**WORK TASK**: The answer is the set of lines that include "reqwest", copied from the data below.

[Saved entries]
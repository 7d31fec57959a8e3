//! HTTP embedding provider for OpenAI-compatible `/v1/embeddings`
//! endpoints (OpenAI, Ollama, LM Studio, …).

use crate::error::{Error, Result};
use crate::provider::{EmbeddingKind, EmbeddingProvider};
use crate::retry::{with_backoff, CircuitBreaker, RetryPolicy};
use async_trait::async_trait;
use reqwest::Client;
use serde::{Deserialize, Serialize};
use std::time::Duration;
use tracing::{debug, instrument};

/// Sanitize API error messages so internal paths never leak to users.
fn sanitize_api_error(error: &str) -> String {
    let lower = error.to_lowercase();
    if lower.contains("/home") || lower.contains("/root") || lower.contains("\\users\\") {
        return "An internal error occurred in the embedding backend.".to_string();
    }
    if lower.contains("connection refused") || lower.contains("failed to connect") {
        return "Failed to connect to the embedding backend. Is it running?".to_string();
    }
    if error.len() < 200 {
        return error.to_string();
    }
    "Embedding request failed. Please try again.".to_string()
}

// ── API types ───────────────────────────────────────────────────

#[derive(Debug, Serialize)]
struct EmbeddingsRequest<'a> {
    model: &'a str,
    input: Vec<String>,
}

#[derive(Debug, Deserialize)]
struct EmbeddingsResponse {
    data: Vec<EmbeddingRow>,
}

#[derive(Debug, Deserialize)]
struct EmbeddingRow {
    embedding: Vec<f32>,
    #[serde(default)]
    index: usize,
}

// ── Provider ────────────────────────────────────────────────────

/// OpenAI-style HTTP embedding provider.
pub struct HttpProvider {
    client: Client,
    base_url: String,
    api_key: Option<String>,
    model: String,
    dimension: usize,
    timeout: Duration,
    breaker: CircuitBreaker,
    retry: RetryPolicy,
}

impl HttpProvider {
    /// Create a provider for `base_url` with the given model/dimension.
    pub fn new(
        base_url: impl Into<String>,
        api_key: Option<String>,
        model: impl Into<String>,
        dimension: usize,
        timeout: Duration,
        retry: RetryPolicy,
    ) -> Result<Self> {
        let client = Client::builder()
            .timeout(timeout)
            .build()
            .map_err(|e| Error::Provider(format!("client init: {e}")))?;
        Ok(Self {
            client,
            base_url: base_url.into().trim_end_matches('/').to_string(),
            api_key,
            model: model.into(),
            dimension,
            timeout,
            breaker: CircuitBreaker::default(),
            retry,
        })
    }

    /// Retrieval-tuned models want a task prefix per input kind.
    fn task_prefix(kind: EmbeddingKind) -> &'static str {
        match kind {
            EmbeddingKind::Content | EmbeddingKind::Metadata => "search_document: ",
            EmbeddingKind::Query => "search_query: ",
        }
    }

    async fn request(&self, inputs: Vec<String>) -> Result<Vec<Vec<f32>>> {
        let expected = inputs.len();
        let body = EmbeddingsRequest {
            model: &self.model,
            input: inputs,
        };
        let mut req = self
            .client
            .post(format!("{}/v1/embeddings", self.base_url))
            .json(&body);
        if let Some(key) = &self.api_key {
            req = req.bearer_auth(key);
        }

        let resp = req.send().await.map_err(|e| {
            if e.is_timeout() {
                Error::Timeout(self.timeout.as_millis() as u64)
            } else {
                Error::Network(sanitize_api_error(&e.to_string()))
            }
        })?;

        if resp.status() == reqwest::StatusCode::TOO_MANY_REQUESTS {
            let retry_after_ms = resp
                .headers()
                .get(reqwest::header::RETRY_AFTER)
                .and_then(|v| v.to_str().ok())
                .and_then(|s| s.parse::<u64>().ok())
                .map(|secs| secs * 1000)
                .unwrap_or(1_000);
            return Err(Error::RateLimited { retry_after_ms });
        }
        if !resp.status().is_success() {
            let status = resp.status();
            let text = resp.text().await.unwrap_or_default();
            return Err(Error::Api(format!(
                "embeddings request failed with status {status}: {}",
                sanitize_api_error(&text)
            )));
        }

        let mut parsed: EmbeddingsResponse = resp
            .json()
            .await
            .map_err(|e| Error::InvalidResponse(e.to_string()))?;
        if parsed.data.len() != expected {
            return Err(Error::InvalidResponse(format!(
                "expected {expected} embeddings, got {}",
                parsed.data.len()
            )));
        }
        parsed.data.sort_by_key(|row| row.index);
        let vectors: Vec<Vec<f32>> = parsed.data.into_iter().map(|row| row.embedding).collect();
        for v in &vectors {
            if v.len() != self.dimension {
                return Err(Error::InvalidResponse(format!(
                    "expected dimension {}, got {}",
                    self.dimension,
                    v.len()
                )));
            }
        }
        Ok(vectors)
    }
}

#[async_trait]
impl EmbeddingProvider for HttpProvider {
    #[instrument(skip(self, text), fields(text_len = text.len(), kind = %kind))]
    async fn embed(&self, text: &str, kind: EmbeddingKind) -> Result<Vec<f32>> {
        let input = format!("{}{}", Self::task_prefix(kind), text);
        let mut vectors = with_backoff(&self.breaker, &self.retry, || {
            self.request(vec![input.clone()])
        })
        .await?;
        vectors
            .pop()
            .ok_or_else(|| Error::InvalidResponse("empty embedding result".to_string()))
    }

    #[instrument(skip(self, texts), fields(batch_size = texts.len(), kind = %kind))]
    async fn embed_batch(&self, texts: &[String], kind: EmbeddingKind) -> Result<Vec<Vec<f32>>> {
        if texts.is_empty() {
            return Ok(Vec::new());
        }
        let prefix = Self::task_prefix(kind);
        let inputs: Vec<String> = texts.iter().map(|t| format!("{prefix}{t}")).collect();
        let vectors = with_backoff(&self.breaker, &self.retry, || self.request(inputs.clone()))
            .await?;
        debug!(count = vectors.len(), "Generated batch embeddings");
        Ok(vectors)
    }

    fn dimensions(&self) -> usize {
        self.dimension
    }

    fn name(&self) -> &str {
        "http"
    }

    fn model(&self) -> &str {
        &self.model
    }
}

**TASK RESPONSE**:
use reqwest::Client;
        if resp.status() == reqwest::StatusCode::TOO_MANY_REQUESTS {
                .get(reqwest::header::RETRY_AFTER)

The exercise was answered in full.